▶ [WORK TO BE COMPLETED]: Extract each line holding the word "info" from the entries.
------ DATA SECTION
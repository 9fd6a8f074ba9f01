// SPDX-License-Identifier: AGPL-3.0-or-later
// SPDX-FileCopyrightText: 2025 Jonathan D.A. Jewell
//! Configuration management

use anyhow::Result;
use serde::{Deserialize, Serialize};

/// Application configuration
#[derive(Debug, Clone, Serialize, Deserialize)]
pub struct Config {
    /// Directory for persistent data (graph and projection snapshots)
    pub data_dir: std::path::PathBuf,
    /// Log level (trace, debug, info, warn, error)
    pub log_level: String,
}

impl Default for Config {
    fn default() -> Self {
        Self {
            data_dir: directories::ProjectDirs::from("com", "hyperpolymath", "vendornet")
                .map(|d| d.data_dir().to_path_buf())
                .unwrap_or_else(|| std::path::PathBuf::from("~/.local/share/vendornet")),
            log_level: "info".to_string(),
        }
    }
}

/// Load configuration from disk or use defaults
pub fn load() -> Result<Config> {
    Ok(Config::default())
}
------------
▶ [RESPONSE BELOW]:
    /// Log level (trace, debug, info, warn, error)
            log_level: "info".to_string(),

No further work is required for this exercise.